CFPEEK |
|
CFPEEK |
Sergey Poznyakoff |
The following typographic conventions are used throughout this tutorial.
In the examples, ‘$’ represents a typical shell prompt. It precedes lines you should type. Both command line and lines which represent the program output are shown in ‘this font’.
The Scheme code is shown as follows:
(do it)
In examples, the ⇒ symbol indicates the value of a variable or result of a function invocation, as in:
x ⇒ 2
A structured configuration file contains entities of two basic types. First of them is simple statement. A simple statement conceptually consists of an identifier (or keyword) and a value. Depending on the syntactic requirements, some special token may be required between them (such as an equals sign, for example), or at the end of the statement. The value, though we use the term in singular, is not necessarily a single scalar value, it may as well be a list of values (the exact form of that list depends on the particular syntax of the configuration file).

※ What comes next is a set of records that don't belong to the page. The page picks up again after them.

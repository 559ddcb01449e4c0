// SPV: a headers-only chain plus Merkle inclusion proofs.
//
// The SPV role never stores bodies, never validates transactions and never
// mines; it tracks the best header chain and can answer "is this tx in
// that block?" given a proof path.

use std::net::SocketAddr;

use tokio::net::TcpStream;

use crate::config::PROTOCOL_VERSION;
use crate::consensus::difficulty;
use crate::consensus::validate;
use crate::net::protocol::{
    FramedStream, GetHeadersPayload, Message, ProtocolError, VersionPayload,
};
use crate::primitives::{merkle, unix_now, BlockHeader};

#[derive(Default)]
pub struct HeaderChain {
    headers: Vec<BlockHeader>,
}

impl HeaderChain {
    pub fn new() -> Self {
        Self::default()
    }

    pub fn height(&self) -> i64 {
        self.headers.last().map(|h| h.index as i64).unwrap_or(-1)
    }

    pub fn tip(&self) -> Option<&BlockHeader> {
        self.headers.last()
    }

    pub fn header_by_hash(&self, hash: &str) -> Option<&BlockHeader> {
        self.headers.iter().rev().find(|h| h.hash == hash)
    }

    pub fn locator(&self) -> Vec<String> {
        self.headers.first().map(|h| vec![h.hash.clone()]).unwrap_or_default()
    }

    /// Append a validated run of headers. The run must anchor at the
    /// current tip (or start at genesis on an empty chain); headers we
    /// already have at the front of the run are skipped.
    pub fn accept_headers(&mut self, mut incoming: Vec<BlockHeader>) -> Result<usize, validate::ValidationError> {
        // drop the prefix already known
        let next_index = (self.height() + 1) as u64;
        incoming.retain(|h| h.index >= next_index);
        if incoming.is_empty() {
            return Ok(0);
        }

        match self.headers.last() {
            None => {
                let first = &incoming[0];
                if first.index != 0 || first.previous_hash.is_some() {
                    return Err(validate::ValidationError::MalformedField("first header is not genesis"));
                }
                if first.recompute_hash() != first.hash {
                    return Err(validate::ValidationError::BadHash);
                }
                if !difficulty::hash_meets_target(&first.hash, &first.bits) {
                    return Err(validate::ValidationError::BadDifficulty);
                }
                validate::verify_header_chain(&incoming[1..], &first.hash, first.timestamp)?;
            }
            Some(tip) => {
                validate::verify_header_chain(&incoming, &tip.hash, tip.timestamp)?;
            }
        }

        let added = incoming.len();
        self.headers.extend(incoming);
        Ok(added)
    }

    /// Check a transaction's inclusion in a block we hold the header of.
    pub fn verify_inclusion(&self, tx_hash: &str, block_hash: &str, proof_path: &[String]) -> bool {
        match self.header_by_hash(block_hash) {
            Some(header) => merkle::verify_inclusion(tx_hash, &header.merkle_root, proof_path),
            None => false,
        }
    }
}

/// Minimal SPV session: handshake with one peer, follow its headers.
/// Runs until the connection drops.
pub async fn run_spv_session(seed: SocketAddr) -> Result<(), ProtocolError> {
    let mut chain = HeaderChain::new();
    let stream = TcpStream::connect(seed).await?;
    let mut s = FramedStream::new(stream);
    eprintln!("[spv] connected to {seed}");

    s.send(&Message::Version(VersionPayload {
        protocol_version: PROTOCOL_VERSION,
        services: 0,
        timestamp: unix_now(),
        best_height: chain.height(),
    }))
    .await?;

    while let Some(msg) = s.recv().await? {
        match msg {
            Message::Version(v) => {
                eprintln!("[spv] peer height {}", v.best_height);
                if v.best_height > chain.height() {
                    s.send(&Message::GetHeaders(GetHeadersPayload {
                        protocol_version: PROTOCOL_VERSION,
                        locator_hashes: chain.locator(),
                        hash_stop: "0".repeat(64),
                    }))
                    .await?;
                }
            }
            Message::Headers(p) => match chain.accept_headers(p.headers) {
                Ok(0) => {}
                Ok(n) => eprintln!("[spv] accepted {n} header(s), height now {}", chain.height()),
                Err(e) => eprintln!("[spv] rejected header run: {e}"),
            },
            Message::Inv(_) => {
                // block announcements: refresh headers rather than fetch bodies
                s.send(&Message::GetHeaders(GetHeadersPayload {
                    protocol_version: PROTOCOL_VERSION,
                    locator_hashes: chain.locator(),
                    hash_stop: "0".repeat(64),
                }))
                .await?;
            }
            _ => {}
        }
    }
    eprintln!("[spv] peer {seed} closed the connection");
    Ok(())
}

#[cfg(test)]
mod tests {
    use super::*;
    use crate::consensus::difficulty::MAX_BITS;
    use crate::primitives::{Block, Transaction};

    fn mine(index: u64, timestamp: u64, previous: Option<String>) -> Block {
        let cb = Transaction::coinbase("miner", index, timestamp as f64);
        let root = merkle::merkle_root(&[cb.tx_hash.clone()]).unwrap();
        let mut nonce = 0u64;
        loop {
            let b = Block::sealed(
                index,
                timestamp,
                previous.clone(),
                MAX_BITS.into(),
                root.clone(),
                vec![cb.clone()],
                nonce,
                None,
            );
            if difficulty::hash_meets_target(&b.hash, MAX_BITS) {
                return b;
            }
            nonce += 1;
        }
    }

    #[test]
    fn test_accept_headers_from_genesis() {
        let g = mine(0, 1000, None);
        let b1 = mine(1, 1001, Some(g.hash.clone()));
        let b2 = mine(2, 1002, Some(b1.hash.clone()));

        let mut hc = HeaderChain::new();
        let n = hc.accept_headers(vec![g.header(), b1.header(), b2.header()]).unwrap();
        assert_eq!(n, 3);
        assert_eq!(hc.height(), 2);
    }

    #[test]
    fn test_incremental_append_skips_known_prefix() {
        let g = mine(0, 1000, None);
        let b1 = mine(1, 1001, Some(g.hash.clone()));

        let mut hc = HeaderChain::new();
        hc.accept_headers(vec![g.header()]).unwrap();
        // a full re-send only adds the new tail
        let n = hc.accept_headers(vec![g.header(), b1.header()]).unwrap();
        assert_eq!(n, 1);
        assert_eq!(hc.height(), 1);
    }

    #[test]
    fn test_rejects_disconnected_run() {
        let g = mine(0, 1000, None);
        let stranger = mine(1, 1001, Some("ab".repeat(32)));

        let mut hc = HeaderChain::new();
        hc.accept_headers(vec![g.header()]).unwrap();
        assert!(hc.accept_headers(vec![stranger.header()]).is_err());
        assert_eq!(hc.height(), 0);
    }

    #[test]
    fn test_inclusion_proof_against_header() {
        let ts = 1000u64;
        let cb = Transaction::coinbase("miner", 1, ts as f64);
        let entry = crate::primitives::DataEntry::new_at(
            "s".into(),
            "temp".into(),
            b"5".to_vec(),
            ts as f64,
            1,
            None,
            Default::default(),
        );
        let tx = Transaction::build(vec![entry], ts as f64, None, 0);

        let leaves = vec![cb.tx_hash.clone(), tx.tx_hash.clone()];
        let root = merkle::merkle_root(&leaves).unwrap();
        let g = mine(0, 999, None);
        let mut nonce = 0u64;
        let block = loop {
            let b = Block::sealed(
                1,
                ts,
                Some(g.hash.clone()),
                MAX_BITS.into(),
                root.clone(),
                vec![cb.clone(), tx.clone()],
                nonce,
                None,
            );
            if difficulty::hash_meets_target(&b.hash, MAX_BITS) {
                break b;
            }
            nonce += 1;
        };

        let mut hc = HeaderChain::new();
        hc.accept_headers(vec![g.header(), block.header()]).unwrap();

        // sibling of each leaf is the other leaf
        assert!(hc.verify_inclusion(&tx.tx_hash, &block.hash, &[cb.tx_hash.clone()]));
        assert!(hc.verify_inclusion(&cb.tx_hash, &block.hash, &[tx.tx_hash.clone()]));
        assert!(!hc.verify_inclusion(&"00".repeat(32), &block.hash, &[cb.tx_hash.clone()]));
    }
}
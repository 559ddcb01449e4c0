pub mod context;
pub mod storage;

pub use context::{NodeContext, NodeRole};
pub use storage::ChainStore;
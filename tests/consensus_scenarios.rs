// End-to-end scenarios over the library: genesis mining, signed data
// round-trips, fee ordering, retarget clamping, fork resolution, orphan
// resolution and crash-safe persistence.

use std::collections::BTreeMap;

use meshledger::consensus::difficulty::{self, MAX_BITS};
use meshledger::consensus::engine::{BlockOutcome, ChainManager, RejectReason};
use meshledger::consensus::validate;
use meshledger::crypto::keys::{verify_signature, KeyDirectory, Keypair};
use meshledger::miner::{build_template, mine, tip_snapshot};
use meshledger::net::mempool::Mempool;
use meshledger::node::storage::ChainStore;
use meshledger::primitives::{merkle, unix_now, Block, DataEntry, Transaction};

fn no_cancel() -> bool {
    false
}

fn mine_child(parent: &Block, txs: Vec<Transaction>) -> Block {
    mine_child_at(parent, parent.timestamp + 1, txs)
}

fn mine_child_at(parent: &Block, timestamp: u64, txs: Vec<Transaction>) -> Block {
    let index = parent.index + 1;
    let mut data = vec![Transaction::coinbase("miner", index, timestamp as f64)];
    data.extend(txs);
    let hashes: Vec<String> = data.iter().map(|t| t.tx_hash.clone()).collect();
    let root = merkle::merkle_root(&hashes).unwrap();
    let mut nonce = 0u64;
    loop {
        let b = Block::sealed(
            index,
            timestamp,
            Some(parent.hash.clone()),
            MAX_BITS.into(),
            root.clone(),
            data.clone(),
            nonce,
            None,
        );
        if difficulty::hash_meets_target(&b.hash, MAX_BITS) {
            return b;
        }
        nonce += 1;
    }
}

fn mine_genesis() -> Block {
    let timestamp = unix_now() - 1000;
    let cb = Transaction::coinbase("miner", 0, timestamp as f64);
    let root = merkle::merkle_root(&[cb.tx_hash.clone()]).unwrap();
    let mut nonce = 0u64;
    loop {
        let b = Block::sealed(0, timestamp, None, MAX_BITS.into(), root.clone(), vec![cb.clone()], nonce, None);
        if difficulty::hash_meets_target(&b.hash, MAX_BITS) {
            return b;
        }
        nonce += 1;
    }
}

// Scenario: mine the genesis block from an empty chain through the real
// template builder and nonce search.
#[test]
fn genesis_mining() {
    let mut chain = ChainManager::new();
    let pool = Mempool::new();
    let keys = KeyDirectory::new();

    let template = build_template(tip_snapshot(&chain), &pool, "addr-A");
    assert_eq!(template.index, 0);
    assert_eq!(template.bits, MAX_BITS);

    let block = mine(&template, &no_cancel).expect("genesis must mine at minimum difficulty");
    let res = chain.add_block(block, &keys);
    assert_eq!(res.outcome, BlockOutcome::Accepted);
    assert_eq!(chain.chain().len(), 1);
    assert_eq!(chain.height(), 0);
}

// Scenario: a signed transaction verifies end to end, and any flipped
// signature byte breaks it.
#[test]
fn signed_transaction_round_trip() {
    let pair = Keypair::generate();
    let entry = DataEntry::new_at(
        pair.address(),
        "temp".into(),
        b"25.5C".to_vec(),
        1000.0,
        1,
        None,
        BTreeMap::new(),
    );
    let tx = Transaction::build(vec![entry], 1000.0, None, 0);
    let signature = pair.sign_hash(&tx.tx_hash).unwrap();
    let tx = tx.with_signature(signature);

    assert!(validate::verify_transaction(&tx));
    let sig = tx.signature.as_deref().unwrap();
    assert!(verify_signature(&pair.public_key(), &tx.tx_hash, sig));

    // flipping any byte of the signature must break verification
    let mut raw = hex::decode(sig).unwrap();
    for i in 0..raw.len() {
        raw[i] ^= 0x01;
        assert!(
            !verify_signature(&pair.public_key(), &tx.tx_hash, &hex::encode(&raw)),
            "flip at byte {i} still verified"
        );
        raw[i] ^= 0x01;
    }
}

// Scenario: the mempool serves the two best fee rates, in order.
#[test]
fn mempool_fee_ordering() {
    let mut pool = Mempool::new();
    let mut with_rate = |tag: u64, rate: f64| {
        let entry = DataEntry::new_at(
            "s".into(),
            "temp".into(),
            tag.to_le_bytes().to_vec(),
            1000.0,
            tag,
            None,
            BTreeMap::new(),
        );
        let mut tx = Transaction::build(vec![entry], 1000.0, None, 0);
        tx.fee_rate = rate;
        pool.add(tx.clone());
        tx
    };

    let _low = with_rate(1, 0.1);
    let best = with_rate(2, 5.0);
    let mid = with_rate(3, 1.0);

    let picked = pool.select(2);
    assert_eq!(picked.len(), 2);
    assert_eq!(picked[0].tx_hash, best.tx_hash);
    assert_eq!(picked[1].tx_hash, mid.tx_hash);
}

// Scenario: a 10s window against a 600s expectation clamps to the floor,
// quartering the target rather than dividing by 60.
#[test]
fn difficulty_clamp() {
    let old_bits = "1d00ffff";
    let old_target = difficulty::bits_to_target(old_bits).unwrap();
    let new_bits = difficulty::retarget(old_bits, 10).unwrap();
    let new_target = difficulty::bits_to_target(&new_bits).unwrap();
    assert_eq!(new_target, old_target / 4);
}

// Scenario: a four-block branch from genesis overtakes a three-block main
// chain; the displaced blocks move to the side map.
#[test]
fn fork_resolution() {
    let mut chain = ChainManager::new();
    let keys = KeyDirectory::new();
    let genesis = mine_genesis();
    chain.add_block(genesis.clone(), &keys);

    let a1 = mine_child(&genesis, vec![]);
    let a2 = mine_child(&a1, vec![]);
    let a3 = mine_child(&a2, vec![]);
    for b in [&a1, &a2, &a3] {
        assert_eq!(chain.add_block(b.clone(), &keys).outcome, BlockOutcome::Accepted);
    }

    // b-branch forks at genesis; a later timestamp makes it distinct
    let b1 = mine_child_at(&genesis, genesis.timestamp + 31, vec![]);
    let b2 = mine_child(&b1, vec![]);
    let b3 = mine_child(&b2, vec![]);
    let b4 = mine_child(&b3, vec![]);

    for b in [&b1, &b2, &b3] {
        assert_eq!(
            chain.add_block(b.clone(), &keys).outcome,
            BlockOutcome::Rejected(RejectReason::StaleFork)
        );
    }
    let res = chain.add_block(b4.clone(), &keys);
    assert_eq!(res.outcome, BlockOutcome::Accepted);

    let main: Vec<String> = chain.chain().iter().map(|b| b.hash.clone()).collect();
    assert_eq!(main, vec![genesis.hash, b1.hash, b2.hash, b3.hash, b4.hash]);
    assert_eq!(chain.side_len(), 3, "a1..a3 must be retired to the side map");
}

// Scenario: blocks delivered newest-first stay pending until their
// ancestry arrives, then all connect in order.
#[test]
fn orphan_resolution() {
    let mut chain = ChainManager::new();
    let keys = KeyDirectory::new();

    let genesis = mine_genesis();
    let b1 = mine_child(&genesis, vec![]);
    let b2 = mine_child(&b1, vec![]);
    let b3 = mine_child(&b2, vec![]);

    assert_eq!(chain.add_block(b3.clone(), &keys).outcome, BlockOutcome::Pending);
    assert_eq!(chain.add_block(b2.clone(), &keys).outcome, BlockOutcome::Pending);
    assert_eq!(chain.orphan_len(), 2);

    assert_eq!(chain.add_block(genesis.clone(), &keys).outcome, BlockOutcome::Accepted);
    // genesis alone cannot connect b2/b3
    assert_eq!(chain.height(), 0);

    let res = chain.add_block(b1, &keys);
    assert_eq!(res.outcome, BlockOutcome::Accepted);
    let connected: Vec<u64> = res.connected.iter().map(|b| b.index).collect();
    assert_eq!(connected, vec![1, 2, 3]);
    assert_eq!(chain.height(), 3);
    assert_eq!(chain.orphan_len(), 0);
}

// Scenario: a crash mid-write (truncated temp file, no rename) leaves the
// previous snapshot intact and loadable.
#[test]
fn persistence_atomicity() {
    let dir = tempfile::tempdir().unwrap();
    let store = ChainStore::new(dir.path().to_str().unwrap());

    let genesis = mine_genesis();
    let b1 = mine_child(&genesis, vec![]);
    let saved = vec![genesis.clone(), b1.clone()];
    assert!(store.save(&saved));

    // a longer chain fails to land: its temp file is cut short before the
    // rename ever happens
    let b2 = mine_child(&b1, vec![]);
    let longer = vec![genesis, b1, b2];
    let full = serde_json::to_vec(&serde_json::json!({ "chain": longer })).unwrap();
    let tmp = store.path().with_extension("json.tmp.777");
    std::fs::write(&tmp, &full[..full.len() / 2]).unwrap();

    let loaded = store.load().expect("previous snapshot must remain readable");
    assert_eq!(loaded.len(), 2);
    assert_eq!(loaded, saved);
}

// Round-trip property: every valid block survives serialization.
#[test]
fn block_serialization_round_trip() {
    let genesis = mine_genesis();
    let entry = DataEntry::new_at(
        "sensor-1".into(),
        "humidity".into(),
        b"0.55".to_vec(),
        (genesis.timestamp + 1) as f64,
        4,
        None,
        BTreeMap::new(),
    );
    let tx = Transaction::build(vec![entry], (genesis.timestamp + 1) as f64, None, 2);
    let block = mine_child(&genesis, vec![tx]);

    let json = serde_json::to_string(&block).unwrap();
    let back: Block = serde_json::from_str(&json).unwrap();
    assert_eq!(back, block);
    assert_eq!(validate::verify_block(&back, unix_now()), Ok(()));
}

Another basic entity is compound statement, also known as block statement or section. Compound statement is used for logical grouping of other statements. It consists of identifier, an optional tag and a list of statements. The tag, if present, is similar to the value in simple statements. The same notes that we made about values apply to tags as well. Tags serve to discern between the statements having the same identifier. The list of statements may include statements of both kinds: simple as well as compound ones. Thus, compound statements form a tree-like structure of arbitrary depth, with simple statements as leaf nodes.
Each compound statement can have any number of subordinate statements, which are called its child statements. Each statement (no matter simple or compound) has only one parent statement, i.e. a compound statement of which it is a child.
A special implicit statement, called root statement, serves as the parent for the statements at the topmost level of hierarchy.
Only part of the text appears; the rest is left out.